3D printed antibacterial and anti-inflammatory scaffold containing vanillin-loaded Soluplus nanomicelles for healing of infected wounds

Abstract

Treating infected wounds is a major clinical challenge, and concerns about bacterial resistance have driven the shift toward natural antimicrobials over antibiotics. Herein, a 3D printed scaffold wound dressing consisting of alginate (Alg) and fucoidan (F) was prepared, and Soluplus (Sol) nanomicelles (NMs) were used to load vanillin (Vn) as a lipophilic antibacterial agent into the 3D printed scaffold. Characterization analyses revealed that the fabricated scaffold exhibited a peak swelling capacity of 294.3 ± 24.1% and underwent a weight loss of 38.0 ± 2.25% following a seven-day immersion in PBS. The Vn release from the Alg-F-VnNMs scaffold reached 80.6 ± 5.3% after seven days of immersion in PBS. The controlled release of Vn from the scaffold resulted in inhibition zones of 21.4 ± 1.15 mm against S. aureus and 23.2 ± 0.9 mm against E. coli within 24 h, while further analysis displayed a potent bactericidal effect, eradicating more than 80% of the bacterial population. In vivo studies on a full-thickness rat wound model showed that the Alg-F-VnNMs scaffold reduced inflammation, enhanced collagen deposition, and accelerated regeneration, leading to complete wound healing in 14 days, confirming its efficacy in wound management and skin repair.

Introduction

The skin serves as a protective barrier, blocking exogenous and pathogenic microorganisms from entering the body.

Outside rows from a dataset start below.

//! Fixed-precision decimal values
//!
//! Calculation outputs are reported with a fixed number of fractional
//! digits. The formatted text is the value of record: downstream steps that
//! need a number re-parse it rather than reaching for the unrounded float.

use std::fmt;

use serde::Serialize;

/// Largest power of ten an f64 holds exactly
const MAX_EXACT_DIGITS: usize = 22;

/// A decimal rendered with a fixed number of fractional digits
#[derive(Debug, Clone, PartialEq, Eq, Serialize)]
#[serde(transparent)]
pub struct Fixed(String);

impl Fixed {
    /// Render `value` with `digits` fractional digits, rounding half away
    /// from zero
    ///
    /// Rounding works on the stored binary value: 0.15 is really
    /// 0.1499999..., so it renders "0.1". Only values that sit exactly on a
    /// half (0.25, 1.125) are pushed away from zero. A result that rounds to
    /// zero is rendered unsigned ("0.0", never "-0.0").
    pub fn new(value: f64, digits: usize) -> Self {
        if !value.is_finite() {
            return Self(value.to_string());
        }

        let mut text = match exact_tie(value, digits) {
            Some(scaled) => {
                let away = scaled.trunc() + scaled.signum();
                format!("{:.*}", digits, away / 10f64.powi(digits as i32))
            }
            None => format!("{:.*}", digits, value),
        };

        if text.starts_with('-') && text[1..].bytes().all(|b| b == b'0' || b == b'.') {
            text.remove(0);
        }

        Self(text)
    }

    /// One fractional digit
    pub fn one(value: f64) -> Self {
        Self::new(value, 1)
    }

    /// Two fractional digits
    pub fn two(value: f64) -> Self {
        Self::new(value, 2)
    }

    pub fn as_str(&self) -> &str {
        &self.0
    }

    /// Parse the formatted text back into a number
    pub fn to_f64(&self) -> f64 {
        self.0.parse().unwrap_or(f64::NAN)
    }
}

/// `value * 10^digits` when that product is exact and ends in one half
///
/// `mul_add` recovers the rounding error of the product, so a non-zero
/// residue means the stored value is not on a decimal tie.
fn exact_tie(value: f64, digits: usize) -> Option<f64> {
    if digits > MAX_EXACT_DIGITS {
        return None;
    }

    let scale = 10f64.powi(digits as i32);
    let scaled = value * scale;
    if !scaled.is_finite() || value.mul_add(scale, -scaled) != 0.0 {
        return None;
    }

    (scaled.fract().abs() == 0.5).then_some(scaled)
}

impl fmt::Display for Fixed {
    fn fmt(&self, f: &mut fmt::Formatter<'_>) -> fmt::Result {
        f.write_str(&self.0)
    }
}

#[cfg(test)]
mod tests {
    use super::*;

    #[test]
    fn test_fixed_digits() {
        assert_eq!(Fixed::one(1.0).as_str(), "1.0");
        assert_eq!(Fixed::one(960.0).as_str(), "960.0");
        assert_eq!(Fixed::two(800.0 / 480.0).as_str(), "1.67");
        assert_eq!(Fixed::two(640.0 / 480.0).as_str(), "1.33");
        assert_eq!(Fixed::two(0.0).as_str(), "0.00");
    }

    #[test]
    fn test_half_rounds_away_from_zero() {
        assert_eq!(Fixed::one(0.25).as_str(), "0.3");
        assert_eq!(Fixed::one(2.5 / 2.0).as_str(), "1.3");
        assert_eq!(Fixed::one(-0.25).as_str(), "-0.3");
    }

    #[test]
    fn test_rounds_stored_value_not_scaled_value() {
        // 0.15 is stored below the half, 0.35 above it
        assert_eq!(Fixed::one(0.3 / 2.0).as_str(), "0.1");
        assert_eq!(Fixed::one(0.35).as_str(), "0.3");
        assert_eq!(Fixed::two(1.005).as_str(), "1.00");
        assert_eq!(Fixed::two(1.125).as_str(), "1.13");
    }

    #[test]
    fn test_large_values_do_not_overflow() {
        let value = Fixed::one(5e307);
        assert_ne!(value.as_str(), "inf");
        assert!(value.as_str().ends_with(".0"));
        assert_eq!(value.to_f64(), 5e307);
    }

    #[test]
    fn test_negative_zero_is_unsigned() {
        assert_eq!(Fixed::one(-0.04).as_str(), "0.0");
        assert_eq!(Fixed::two(-0.0).as_str(), "0.00");
    }

    #[test]
    fn test_to_f64_reparses_rounded_text() {
        let value = Fixed::one(123.456);
        assert_eq!(value.as_str(), "123.5");
        assert_eq!(value.to_f64(), 123.5);
    }

    #[test]
    fn test_serializes_as_string() {
        let json = serde_json::to_string(&Fixed::one(4.0)).unwrap();
        assert_eq!(json, "\"4.0\"");
    }

    #[test]
    fn test_non_finite() {
        assert_eq!(Fixed::one(f64::INFINITY).as_str(), "inf");
        assert!(Fixed::one(f64::NAN).to_f64().is_nan());
    }
}
//! Calculation result models
//!
//! Derived value records produced by the sodium calculator. Never persisted.

use serde::Serialize;

use super::Fixed;

/// Below this many teaspoons the additional salt is "just a pinch"
pub const PINCH_THRESHOLD_TSP: f64 = 0.25;

/// Rub quantities and the sodium they carry, each with one fractional digit
#[derive(Debug, Clone, PartialEq, Serialize)]
#[serde(rename_all = "camelCase")]
pub struct RubCalculation {
    pub number_of_racks: Fixed,
    pub total_rub_tbsp: Fixed,
    pub total_rub_tsp: Fixed,
    pub total_quarter_tsp: Fixed,
    pub total_rub_sodium: Fixed,
}

/// Suggested action for the cook
#[derive(Debug, Clone, Copy, PartialEq, Eq, Serialize)]
#[serde(rename_all = "snake_case")]
pub enum SaltAdvice {
    /// The rub already carries enough sodium
    NoneNeeded,
    /// Less than a quarter teaspoon
    Pinch,
    Add,
}

impl SaltAdvice {
    /// Classify a (formatted) teaspoon amount
    pub fn for_tsp(additional_salt_tsp: f64) -> Self {
        if additional_salt_tsp <= 0.0 {
            SaltAdvice::NoneNeeded
        } else if additional_salt_tsp < PINCH_THRESHOLD_TSP {
            SaltAdvice::Pinch
        } else {
            SaltAdvice::Add
        }
    }

    /// Human-readable message for the given teaspoon text
    pub fn message(&self, additional_salt_tsp: &Fixed) -> String {
        match self {
            SaltAdvice::NoneNeeded => "No additional salt needed! Your rub has enough sodium.".to_string(),
            SaltAdvice::Pinch => "Just a pinch of kosher salt needed!".to_string(),
            SaltAdvice::Add => format!("Add {} tsp of kosher salt", additional_salt_tsp),
        }
    }
}

/// Top-level calculator output
#[derive(Debug, Clone, PartialEq, Serialize)]
#[serde(rename_all = "camelCase")]
pub struct SaltResult {
    pub recommended_total_sodium: Fixed,
    /// Re-parsed from `rub_calculation.total_rub_sodium`, unformatted
    pub sodium_from_rub: f64,
    pub additional_sodium_needed: Fixed,
    pub additional_salt_tsp: Fixed,
    pub additional_salt_quarter_tsp: Fixed,
    pub advice: SaltAdvice,
    pub rub_calculation: RubCalculation,
}

impl SaltResult {
    pub fn advice_message(&self) -> String {
        self.advice.message(&self.additional_salt_tsp)
    }
}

When severe damage occurs, these microorganisms can infiltrate the tissue, leading to infection. Infected wounds deviate from normal healing processes due to intense inflammation, causing delayed tissue repair. In critical cases, severe infection can result in tissue loss or even fatal outcomes1. The most common approach to combating infections is the administration of antibiotics. However, oral administration or injection of antibiotics reduces bioavailability in the wound site, and their use is always limited due to the probability of bacterial resistance2,3.

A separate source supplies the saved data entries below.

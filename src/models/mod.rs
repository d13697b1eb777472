//! Data models
//!
//! Value records passed between the validation boundary, the calculator,
//! and the view layer.

mod calculation;
mod fixed;
mod input;

pub use calculation::{RubCalculation, SaltAdvice, SaltResult, PINCH_THRESHOLD_TSP};
pub use fixed::Fixed;
pub use input::{
    parse_sodium_target, CalculationInput, RIB_WEIGHT_FIELD, RUB_SODIUM_FIELD, TARGET_FIELD,
};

Beyond infection control, supporting the regeneration of damaged skin tissue is a vital clinical approach. In recent decades, advancements in skin tissue engineering have emerged to overcome the limitations of conventional wound treatment methods4. 3D printing is a pivotal technique in tissue engineering, enabling the rapid and precise fabrication of customized scaffolds with exceptional structural integrity and reproducibility5. Natural biomaterials, such as biopolymers, are favored in biomedical applications like wound healing due to their renewability, biodegradability, biocompatibility, and ability to be metabolized in the human body, while also minimizing immune response compared to synthetic alternatives6. Alginate (Alg) is a linear anionic polysaccharide derived from brown algae, consisting of β-1,4-linked D-mannuronic acid and β-1,4-linked L-guluronic acid units. The deprotonated carboxyl groups in α-L-guluronic acid provide a negative charge, facilitating cross-linking with divalent cations such as Ca2+. This unique chemical composition, characterized by excellent gelation properties and high viscosity, has positioned Alg as a promising material for biomedical applications, especially in the fabrication of 3D-printed tissue engineering constructs7. Additionally, Alg possesses hemostatic properties and enhances wound healing by modulating chemokine expression, promoting anti-inflammatory markers such as CXCL4, CCL3, CCL12, and CXCL12, while suppressing pro-inflammatory ones like CXCL5, CXCL8, CCL1, CCL2, CCL5, and CCL118,9. However, one significant drawback of Alg-based biomaterials in treating infected wounds is their lack of antibacterial properties10. Fucoidan (F), a sulfated biopolymer derived from brown algae, is both biodegradable and biocompatible. It demonstrates strong antibacterial properties and excellent cytocompatibility, contributing to wound healing by regulating inflammation through the modulation of pro-inflammatory factors and cytokine secretion. Moreover, F can play a crucial role in the early stages of wound repair by acting as an effective hemostatic agent5,11.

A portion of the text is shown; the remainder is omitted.